Fr Philip Carter offers a ministry of spirituality, with a series of meditations on some questions that we may ponder as we consider our life in God.
You will find here his reflections and questions for meditation, images, music and poetry to enrich your life’s journey.
“To discover how to be human now is the reason we follow this star”.
W H Auden
“Mysteries must
Be our way of life. Without them we might
Stop trying to learn and hoping to succeed
In the work we half-choose and giving the
love we need.”
Elizabeth Jennings
Image: Marian Hall, Desert landscape, Xenotopia II
We are inescapably involved in mystery, inexhaustible truth, where we allow the ordinary to uncover its hidden energy and glory.

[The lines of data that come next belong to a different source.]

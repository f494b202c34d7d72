//! CLI argument definitions: top-level `Cli` struct and `Commands` enum.

use clap::{Args, Parser, Subcommand, ValueEnum};
use std::path::PathBuf;

#[derive(Parser)]
#[command(name = "certlab")]
#[command(about = "Reproducible graph instance generation and certificate verification")]
#[command(version)]
pub(crate) struct Cli {
    #[command(subcommand)]
    pub(crate) command: Commands,
}

#[derive(Subcommand)]
pub(crate) enum Commands {
    /// Generate a seeded batch of instances into a store directory
    Generate(GenerateArgs),

    /// Verify one certificate against one instance file
    Verify {
        /// Instance record (JSON)
        #[arg(long)]
        instance: PathBuf,

        /// Certificate record (JSON)
        #[arg(long)]
        certificate: PathBuf,

        /// Optional JSON report output path
        #[arg(long)]
        json_report: Option<PathBuf>,
    },

    /// Verify many certificates against a store directory in parallel
    VerifyBatch {
        /// Store directory holding the referenced instances
        #[arg(long)]
        store: PathBuf,

        /// Certificate files (`.json`) or JSON Lines batches (`.jsonl`)
        #[arg(required = true)]
        certificates: Vec<PathBuf>,

        /// Worker threads (default: available parallelism)
        #[arg(long)]
        workers: Option<usize>,

        /// Optional JSON report output path
        #[arg(long)]
        json_report: Option<PathBuf>,
    },

    /// Re-validate an instance file and print its provenance
    Inspect {
        /// Instance record (JSON)
        #[arg(long)]
        instance: PathBuf,
    },
}

#[derive(Args)]
pub(crate) struct GenerateArgs {
    /// Store directory (created if missing)
    #[arg(long)]
    pub(crate) store: PathBuf,

    /// Number of instances
    #[arg(long, required_unless_present = "config")]
    pub(crate) count: Option<u32>,

    /// Vertices per graph
    #[arg(long, required_unless_present = "config")]
    pub(crate) vertices: Option<u32>,

    /// Seed of the random stream
    #[arg(long, required_unless_present = "config")]
    pub(crate) seed: Option<u64>,

    /// Random graph model [default: gnp]
    #[arg(long, value_enum)]
    pub(crate) model: Option<ModelArg>,

    /// Edge probability for gnp and planted-clique [default: 0.5]
    #[arg(long)]
    pub(crate) edge_probability: Option<f64>,

    /// Exact edge count for gnm
    #[arg(long)]
    pub(crate) edges: Option<u64>,

    /// Planted clique size for planted-clique
    #[arg(long)]
    pub(crate) clique_size: Option<u32>,

    /// RFC 3339 timestamp written into every record
    #[arg(long)]
    pub(crate) created_at: Option<String>,

    /// Generator configuration JSON (replaces the batch flags)
    #[arg(
        long,
        conflicts_with_all = [
            "count",
            "vertices",
            "seed",
            "model",
            "edge_probability",
            "edges",
            "clique_size",
        ]
    )]
    pub(crate) config: Option<PathBuf>,

    /// Directory for planted-clique certificates
    #[arg(long)]
    pub(crate) certificates: Option<PathBuf>,

    /// Optional JSON report output path
    #[arg(long)]
    pub(crate) json_report: Option<PathBuf>,
}

#[derive(Clone, Copy, Debug, PartialEq, Eq, ValueEnum)]
pub(crate) enum ModelArg {
    Gnp,
    Gnm,
    PlantedClique,
}
//! `certlab verify`

use std::path::Path;

use certlab_kernel::{verify, Certificate};
use certlab_store::load_instance_file;
use miette::{Context, IntoDiagnostic};

use crate::commands::helpers::{read_text, verdict_line, write_json_report};

pub(crate) fn run_verify_command(
    instance_path: &Path,
    certificate_path: &Path,
    json_report: Option<&Path>,
) -> miette::Result<()> {
    let instance = load_instance_file(instance_path)
        .into_diagnostic()
        .wrap_err("Cannot verify against this instance")?;
    let certificate = Certificate::from_json(&read_text(certificate_path, "certificate")?)
        .into_diagnostic()
        .wrap_err_with(|| format!("Cannot use certificate {}", certificate_path.display()))?;
    let result = verify(&instance, &certificate).into_diagnostic()?;

    println!("{}", verdict_line(&result));
    if let Some(path) = json_report {
        write_json_report(path, &result)?;
        println!("JSON report written to {}", path.display());
    }

    if result.verdict {
        Ok(())
    } else {
        miette::bail!("Certificate verification FAILED.");
    }
}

It is best appreciated and described through the allusive medium of the imagination. We don’t want more information: we want wonder.
“God does not die on the day when we cease to believe in a personal deity, but we die on the day when our lives cease to be illumined by the steady radiance, renewed daily, of wonder….”
Dag Hammarskjold
Images: Marian Hall, Desert landscapes from the Xenotopia series
“the mystery
that there is anything, anything at all,
let alone cosmos, joy, memory, everything
rather than void”
Denise Levertov
With the Wise Men in W. H. Auden’s Christmas Oratorio, we can follow the star to the nativity crib, and in the encounter with the humanity of Jesus, discover and value the gift of our own humanity.

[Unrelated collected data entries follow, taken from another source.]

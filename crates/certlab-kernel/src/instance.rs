//! Instance records: identified, immutable computational objects with provenance.

use std::collections::BTreeMap;
use std::fmt;
use std::str::FromStr;

use chrono::{DateTime, Utc};
use serde::{Deserialize, Serialize};
use sha2::{Digest, Sha256};

use crate::graph::Graph;
use crate::{format_timestamp, hex_digest, parse_timestamp, peek_format_version, KernelError};

/// Current instance record format version.
///
/// Decoders accept exactly this version. A new layout must bump the constant
/// so that historical records are never silently reinterpreted.
pub const INSTANCE_FORMAT_VERSION: u32 = 1;

const PAYLOAD_HASH_DOMAIN_TAG: &str = "certlab-payload-v1\n";

/// Identifier of an instance, also used as its file stem in a directory store.
#[derive(Debug, Clone, PartialEq, Eq, Hash, PartialOrd, Ord, Serialize, Deserialize)]
#[serde(try_from = "String", into = "String")]
pub struct InstanceId(String);

impl InstanceId {
    /// Validate and wrap a raw identifier.
    ///
    /// Ids are non-empty, use only ASCII alphanumerics, `.`, `_` and `-`, and
    /// do not start with `.`, so they are always safe single path components.
    pub fn parse(raw: &str) -> Result<Self, KernelError> {
        let valid = !raw.is_empty()
            && !raw.starts_with('.')
            && raw
                .chars()
                .all(|c| c.is_ascii_alphanumeric() || matches!(c, '.' | '_' | '-'));
        if valid {
            Ok(Self(raw.to_string()))
        } else {
            Err(KernelError::InvalidId(raw.to_string()))
        }
    }

    pub fn as_str(&self) -> &str {
        &self.0
    }
}

impl TryFrom<String> for InstanceId {
    type Error = KernelError;

    fn try_from(value: String) -> Result<Self, Self::Error> {
        Self::parse(&value)
    }
}

impl From<InstanceId> for String {
    fn from(value: InstanceId) -> Self {
        value.0
    }
}

impl FromStr for InstanceId {
    type Err = KernelError;

    fn from_str(s: &str) -> Result<Self, Self::Err> {
        Self::parse(s)
    }
}

impl fmt::Display for InstanceId {
    fn fmt(&self, f: &mut fmt::Formatter<'_>) -> fmt::Result {
        f.write_str(&self.0)
    }
}

/// Domain payload of an instance, tagged by `kind`.
#[derive(Debug, Clone, Serialize, Deserialize, PartialEq, Eq)]
#[serde(tag = "kind", rename_all = "snake_case")]
pub enum Payload {
    Graph(Graph),
}

impl Payload {
    pub fn kind(&self) -> &'static str {
        match self {
            Payload::Graph(_) => "graph",
        }
    }

    pub fn as_graph(&self) -> Option<&Graph> {
        match self {
            Payload::Graph(graph) => Some(graph),
        }
    }

    pub fn validate(&self) -> Result<(), String> {
        match self {
            Payload::Graph(graph) => graph.validate(),
        }
    }

    /// Compute the canonical payload digest.
    ///
    /// The digest covers the domain tag, the payload kind and the canonical
    /// structure only, so it is independent of JSON formatting and of the
    /// provenance fields around the payload.
    pub fn sha256(&self) -> String {
        let mut hasher = Sha256::new();
        hasher.update(PAYLOAD_HASH_DOMAIN_TAG.as_bytes());
        hasher.update(self.kind().as_bytes());
        hasher.update(b"\n");
        match self {
            Payload::Graph(graph) => {
                hasher.update(format!("vertices={}\n", graph.vertices).as_bytes());
                for (u, v) in &graph.edges {
                    hasher.update(format!("{u}-{v}\n").as_bytes());
                }
            }
        }
        hex_digest(hasher.finalize().as_slice())
    }
}

/// How an instance was produced.
#[derive(Debug, Clone, Serialize, Deserialize, PartialEq, Eq)]
#[serde(deny_unknown_fields)]
pub struct GeneratorInfo {
    /// Producing tool (for example `certlab-gen`).
    pub tool: String,
    /// Version of the producing tool.
    pub version: String,
    /// Random model name (`gnp`, `gnm`, `planted_clique`, ...).
    pub model: String,
    /// Model parameters, keyed by name.
    pub parameters: BTreeMap<String, serde_json::Value>,
}

/// One instance record as persisted in the store.
#[derive(Debug, Clone, Serialize, Deserialize, PartialEq, Eq)]
#[serde(deny_unknown_fields)]
pub struct Instance {
    /// Record format version.
    pub format_version: u32,
    /// Unique instance identifier.
    pub id: InstanceId,
    /// Seed of the batch this instance was drawn from.
    pub seed: u64,
    /// Position of the instance within its batch.
    pub index: u32,
    /// RFC 3339 generation timestamp.
    pub created_at: String,
    /// Producer provenance.
    pub generator: GeneratorInfo,
    /// Domain payload.
    pub payload: Payload,
    /// Canonical digest of `payload`.
    pub payload_sha256: String,
}

impl Instance {
    pub fn new(
        id: InstanceId,
        seed: u64,
        index: u32,
        created_at: DateTime<Utc>,
        generator: GeneratorInfo,
        payload: Payload,
    ) -> Self {
        let payload_sha256 = payload.sha256();
        Self {
            format_version: INSTANCE_FORMAT_VERSION,
            id,
            seed,
            index,
            created_at: format_timestamp(created_at),
            generator,
            payload,
            payload_sha256,
        }
    }

    /// Decode an instance record and check every integrity invariant.
    ///
    /// # Returns
    /// The instance, or an error when the JSON is invalid, the format version
    /// is not [`INSTANCE_FORMAT_VERSION`], or the payload fails validation.
    pub fn from_json(text: &str) -> Result<Self, KernelError> {
        let value: serde_json::Value = serde_json::from_str(text)?;
        match peek_format_version(&value) {
            Some(found) if found == u64::from(INSTANCE_FORMAT_VERSION) => {}
            found => {
                return Err(KernelError::UnsupportedFormatVersion {
                    record: "instance",
                    found: found.unwrap_or(0),
                    expected: INSTANCE_FORMAT_VERSION,
                })
            }
        }
        let instance: Instance = serde_json::from_value(value)?;
        instance.validate()?;
        Ok(instance)
    }

    /// Canonical on-disk encoding: pretty JSON plus a trailing newline.
    ///
    /// Field order follows the struct declaration, so equal instances always
    /// encode to identical bytes.
    pub fn to_json_pretty(&self) -> Result<String, KernelError> {
        let mut text = serde_json::to_string_pretty(self)?;
        text.push('\n');
        Ok(text)
    }

    pub fn validate(&self) -> Result<(), KernelError> {
        let corrupt = |reason: String| KernelError::CorruptInstance {
            id: self.id.to_string(),
            reason,
        };
        self.payload.validate().map_err(corrupt)?;
        if parse_timestamp(&self.created_at).is_none() {
            return Err(corrupt(format!(
                "created_at '{}' is not an RFC 3339 timestamp",
                self.created_at
            )));
        }
        let actual = self.payload.sha256();
        if actual != self.payload_sha256 {
            return Err(corrupt(format!(
                "payload hash mismatch (recorded {}, computed {})",
                self.payload_sha256, actual
            )));
        }
        Ok(())
    }

    pub fn graph(&self) -> Option<&Graph> {
        self.payload.as_graph()
    }
}

#[cfg(test)]
mod tests {
    use super::*;
    use chrono::TimeZone;

    fn sample_instance() -> Instance {
        let graph = Graph::from_edges(4, [(0, 1), (2, 3)]).unwrap();
        let mut parameters = BTreeMap::new();
        parameters.insert("edges".to_string(), serde_json::json!(2));
        Instance::new(
            InstanceId::parse("gnm-s7-0000").unwrap(),
            7,
            0,
            Utc.with_ymd_and_hms(2024, 1, 1, 0, 0, 0).unwrap(),
            GeneratorInfo {
                tool: "certlab-gen".into(),
                version: "0.0.0".into(),
                model: "gnm".into(),
                parameters,
            },
            Payload::Graph(graph),
        )
    }

    #[test]
    fn instance_ids_reject_path_tricks() {
        assert!(InstanceId::parse("gnp-s42-0001").is_ok());
        assert!(InstanceId::parse("").is_err());
        assert!(InstanceId::parse("../escape").is_err());
        assert!(InstanceId::parse(".hidden").is_err());
        assert!(InstanceId::parse("a/b").is_err());
        assert!(InstanceId::parse("with space").is_err());
    }

    #[test]
    fn encoding_round_trips_and_is_stable() {
        let instance = sample_instance();
        let text = instance.to_json_pretty().unwrap();
        assert!(text.ends_with("}\n"));
        let decoded = Instance::from_json(&text).unwrap();
        assert_eq!(decoded, instance);
        assert_eq!(decoded.to_json_pretty().unwrap(), text);
    }

    #[test]
    fn payload_is_serialized_with_kind_tag() {
        let value = serde_json::to_value(sample_instance()).unwrap();
        assert_eq!(value["payload"]["kind"], "graph");
        assert_eq!(value["payload"]["edges"][1], serde_json::json!([2, 3]));
    }

    #[test]
    fn payload_hash_ignores_provenance() {
        let a = sample_instance();
        let mut b = sample_instance();
        b.seed = 99;
        b.generator.model = "other".into();
        assert_eq!(a.payload.sha256(), b.payload.sha256());
    }

    #[test]
    fn tampered_payload_is_reported_as_corrupt() {
        let mut value = serde_json::to_value(sample_instance()).unwrap();
        value["payload"]["edges"] = serde_json::json!([[0, 1]]);
        let err = Instance::from_json(&value.to_string()).unwrap_err();
        assert!(matches!(err, KernelError::CorruptInstance { .. }));
        assert!(err.to_string().contains("payload hash mismatch"));
    }

    #[test]
    fn unknown_format_version_is_rejected_before_schema_decoding() {
        let mut value = serde_json::to_value(sample_instance()).unwrap();
        value["format_version"] = serde_json::json!(2);
        value["brand_new_field"] = serde_json::json!(true);
        let err = Instance::from_json(&value.to_string()).unwrap_err();
        assert!(matches!(
            err,
            KernelError::UnsupportedFormatVersion { found: 2, .. }
        ));
    }

    #[test]
    fn non_canonical_payload_is_corrupt() {
        let mut instance = sample_instance();
        instance.payload = Payload::Graph(Graph {
            vertices: 4,
            edges: vec![(2, 3), (0, 1)],
        });
        instance.payload_sha256 = instance.payload.sha256();
        let err = Instance::from_json(&instance.to_json_pretty().unwrap()).unwrap_err();
        assert!(err.to_string().contains("strictly ascending"));
    }
}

“To discover how to be human now
Is the reason we follow this star”.
W. H. Auden
Image: Zarina, Beyond the stars
Zarina, an artist whose elegant works on paper ruminated on her elusive relationship to the concept of home
“Always, wherever, whatever, however,
When I am able to resist
For once the constant pressure of failure to exist,
Let me remember
That truly to be man is to be man aware of Thee
And unafraid to be. So help me God”.
David Gascoyne
Image: Marian Hall, Be more daisy
One of the great mysteries of human life is freedom. Love, “the Great Asker”, risks all so that we might find the courage to resist “the constant pressure of failure to exist”. However strong the downward pull away from being and life seems there is a voice, deep within us, that calls us home to ourselves, to know who we are and whose we are.
Prayer is acknowledging that there is in every one of us a built-in capacity for the infinite.
Prayer is “God’s breath in man returning to its birth”.
George Herbert
The images in this post are mostly from the artist Marian Hall who works predominantly in fabric, creating images with printed and embroidered fabric. She says of her work
My work is primarily inspired by nature. This can be unfamiliar landscapes or some element of nature that I haven’t really noticed before. I enjoy exploring how the new subject can inform an artwork and the possibilities for creating it. Often my work has a feeling of spaciousness.
Her blog post describes how she developed her award winning piece Be more daisy.
Kindle the light
Bifrost Arts
Kindle the flint, the tinder
Liven the hearth the stone
Shelter the dying lantern light
Gladden the shadowed home
Into this wilderness of shadows
Come, Light original
Answer our famine yearning
Nourish our blighted fields
Raise all our fallen storehouses
Leaven the bitter yield
Into this emptiness, this hunger
Come, Bread all bountiful.
Out of the blowing starlessness
Over the frozen sea
Into our barren midnight
Up from the fruitless trees
O come
Loosen the cloaks of journeymen
Mend all the broken roads
Wake us from fitful forest sleep
Lighten the lonely load
Into this pilgrimage, this journey
Come, Home perpetual.
For a printable PDF of the text of this meditation please click on the link below.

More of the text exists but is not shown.